**AIM OF THE TASK:**
Scan the records for the word "impl". Report each line where it occurs.

**PROVIDED RECORDS:**
____________

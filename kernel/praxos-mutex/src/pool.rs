use core::array;
use praxos_fifo::Fifo;
use praxos_sync::{Cpu, SpinLock};
use praxos_task::{CONTEXT_MAX, ContextDirectory, Pid, Scheduler};

/// Default number of mutex slots in a pool.
pub const MUTEX_MAX: usize = 16;

#[derive(Debug, PartialEq, Eq, thiserror::Error)]
pub enum MutexError {
    #[error("mutex id out of range")]
    InvalidId,
    #[error("mutex is not allocated")]
    NotAllocated,
    #[error("no free mutex")]
    Exhausted,
    #[error("mutex is busy")]
    Busy,
    #[error("caller does not hold the mutex")]
    PermissionDenied,
    #[error("no current context")]
    NoContext,
}

struct MutexSlot {
    allocated: bool,
    /// Recursion depth of the owner; `> 0` exactly when `owner` is set.
    holds: u32,
    owner: Option<Pid>,
    waiters: Fifo<Pid, CONTEXT_MAX>,
}

impl MutexSlot {
    const fn new() -> Self {
        Self {
            allocated: false,
            holds: 0,
            owner: None,
            waiters: Fifo::new(),
        }
    }
}

/// Fixed pool of kernel mutexes addressed by id.
///
/// Each mutex is ownership-tracked and recursion-counted: the owning
/// context may lock again (every unlock undoes one hold), any other
/// context joins a FIFO wait queue and sleeps. The pool uses two layers of
/// spinlocks, one around the free-ID queue and one per slot, and never
/// holds both at once; blocking paths drop the slot lock before yielding
/// to the scheduler.
pub struct MutexPool<'k, S: Scheduler, D: ContextDirectory, const CAP: usize = MUTEX_MAX> {
    free: SpinLock<'k, Fifo<usize, CAP>>,
    slots: [SpinLock<'k, MutexSlot>; CAP],
    sched: &'k S,
    contexts: &'k D,
}

impl<'k, S: Scheduler, D: ContextDirectory> MutexPool<'k, S, D, MUTEX_MAX> {
    /// A pool of [`MUTEX_MAX`] slots, every id available.
    pub fn new(cpu: &'k Cpu, sched: &'k S, contexts: &'k D) -> Self {
        Self::with_capacity(cpu, sched, contexts)
    }
}

impl<'k, S: Scheduler, D: ContextDirectory, const CAP: usize> MutexPool<'k, S, D, CAP> {
    /// A pool with every slot free and every id available.
    pub fn with_capacity(cpu: &'k Cpu, sched: &'k S, contexts: &'k D) -> Self {
        log::info!("initializing mutex pool ({CAP} slots)");
        let mut ids = Fifo::new();
        for id in 0..CAP {
            // a CAP-slot queue always has room for CAP ids
            let _ = ids.push(id);
        }
        Self {
            free: SpinLock::new(cpu, ids),
            slots: array::from_fn(|_| SpinLock::new(cpu, MutexSlot::new())),
            sched,
            contexts,
        }
    }

    /// Draws a free mutex id, resetting the slot to unheld, unowned, and
    /// queue-empty.
    ///
    /// # Errors
    ///
    /// [`MutexError::Exhausted`] when every slot is allocated.
    pub fn alloc(&self) -> Result<usize, MutexError> {
        let Some(id) = self.free.with_lock(|ids| ids.pop()) else {
            log::error!("mutex pool exhausted");
            return Err(MutexError::Exhausted);
        };
        let mut slot = self.slots[id].lock();
        slot.allocated = true;
        slot.holds = 0;
        slot.owner = None;
        slot.waiters.clear();
        Ok(id)
    }

    /// Returns an idle mutex to the free pool.
    ///
    /// # Errors
    ///
    /// [`MutexError::InvalidId`] out of range; [`MutexError::Busy`] when
    /// the slot is unallocated or still held.
    pub fn destroy(&self, id: usize) -> Result<(), MutexError> {
        let slot_lock = self.slot(id)?;
        {
            let mut slot = slot_lock.lock();
            if !slot.allocated || slot.holds > 0 {
                return Err(MutexError::Busy);
            }
            slot.allocated = false;
        }
        // Slot lock is dropped before the free queue is touched.
        self.free.with_lock(|ids| {
            if ids.push(id).is_err() {
                log::error!("mutex {id}: free queue overflow on destroy");
            }
        });
        Ok(())
    }

    /// Acquires mutex `id` for the current context, blocking while another
    /// context holds it. Returns the hold count after acquisition: 1 for a
    /// fresh or handed-off acquisition, higher for recursive ones.
    ///
    /// # Errors
    ///
    /// [`MutexError::InvalidId`], [`MutexError::NotAllocated`], or
    /// [`MutexError::NoContext`] when called outside any context.
    pub fn lock(&self, id: usize) -> Result<u32, MutexError> {
        let slot_lock = self.slot(id)?;
        let Some(pid) = self.contexts.current() else {
            log::error!("mutex {id}: lock outside any context");
            return Err(MutexError::NoContext);
        };

        let mut slot = slot_lock.lock();
        if !slot.allocated {
            return Err(MutexError::NotAllocated);
        }
        if slot.holds > 0 && slot.owner != Some(pid) {
            // Contended: queue up and sleep. The unlock path hands the
            // mutex over before waking us, so resumption means ownership;
            // re-attempting the acquisition here would double-count it.
            log::info!("mutex {id}: blocking context {pid}");
            if slot.waiters.push(pid).is_err() {
                log::error!("mutex {id}: wait queue full");
                return Err(MutexError::Exhausted);
            }
            drop(slot);
            self.sched.remove(pid);
            self.sched.run();

            let slot = slot_lock.lock();
            debug_assert_eq!(slot.owner, Some(pid));
            return Ok(slot.holds);
        }

        slot.owner = Some(pid);
        slot.holds += 1;
        Ok(slot.holds)
    }

    /// Releases one hold on mutex `id`. Dropping the last hold either
    /// leaves the mutex idle or hands it to the first live waiter; the
    /// returned count reflects the slot afterwards, so a hand-off reports
    /// 1 and a plain release 0.
    ///
    /// # Errors
    ///
    /// [`MutexError::PermissionDenied`] for an unheld mutex or a caller
    /// that is not the owner, with the slot left untouched; otherwise as
    /// [`MutexPool::lock`].
    pub fn unlock(&self, id: usize) -> Result<u32, MutexError> {
        let slot_lock = self.slot(id)?;
        let Some(pid) = self.contexts.current() else {
            log::error!("mutex {id}: unlock outside any context");
            return Err(MutexError::NoContext);
        };

        let mut slot = slot_lock.lock();
        if !slot.allocated {
            return Err(MutexError::NotAllocated);
        }
        if slot.holds == 0 || slot.owner != Some(pid) {
            log::error!("mutex {id}: invalid unlock by context {pid}");
            return Err(MutexError::PermissionDenied);
        }

        slot.holds -= 1;
        if slot.holds > 0 {
            return Ok(slot.holds);
        }

        slot.owner = None;
        log::debug!("mutex {id}: released by context {pid}");
        // Hand off inside the critical section: the mutex moves straight
        // to the next live waiter and is never observably free meanwhile.
        while let Some(next) = slot.waiters.pop() {
            if self.contexts.lookup(next).is_none() {
                log::warn!("mutex {id}: discarding exited waiter {next}");
                continue;
            }
            slot.owner = Some(next);
            slot.holds = 1;
            self.sched.add(next);
            log::info!("mutex {id}: handed off to context {next}");
            break;
        }
        Ok(slot.holds)
    }

    /// Context currently holding `id`, if any.
    ///
    /// # Errors
    ///
    /// [`MutexError::InvalidId`] or [`MutexError::NotAllocated`].
    pub fn owner(&self, id: usize) -> Result<Option<Pid>, MutexError> {
        let slot = self.slot(id)?.lock();
        if !slot.allocated {
            return Err(MutexError::NotAllocated);
        }
        Ok(slot.owner)
    }

    /// Hold count of `id`; zero while unheld.
    ///
    /// # Errors
    ///
    /// [`MutexError::InvalidId`] or [`MutexError::NotAllocated`].
    pub fn holds(&self, id: usize) -> Result<u32, MutexError> {
        let slot = self.slot(id)?.lock();
        if !slot.allocated {
            return Err(MutexError::NotAllocated);
        }
        Ok(slot.holds)
    }

    fn slot(&self, id: usize) -> Result<&SpinLock<'k, MutexSlot>, MutexError> {
        self.slots.get(id).ok_or(MutexError::InvalidId)
    }
}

____________

**EXERCISE RESULT:**
impl MutexSlot {
impl<'k, S: Scheduler, D: ContextDirectory> MutexPool<'k, S, D, MUTEX_MAX> {
impl<'k, S: Scheduler, D: ContextDirectory, const CAP: usize> MutexPool<'k, S, D, CAP> {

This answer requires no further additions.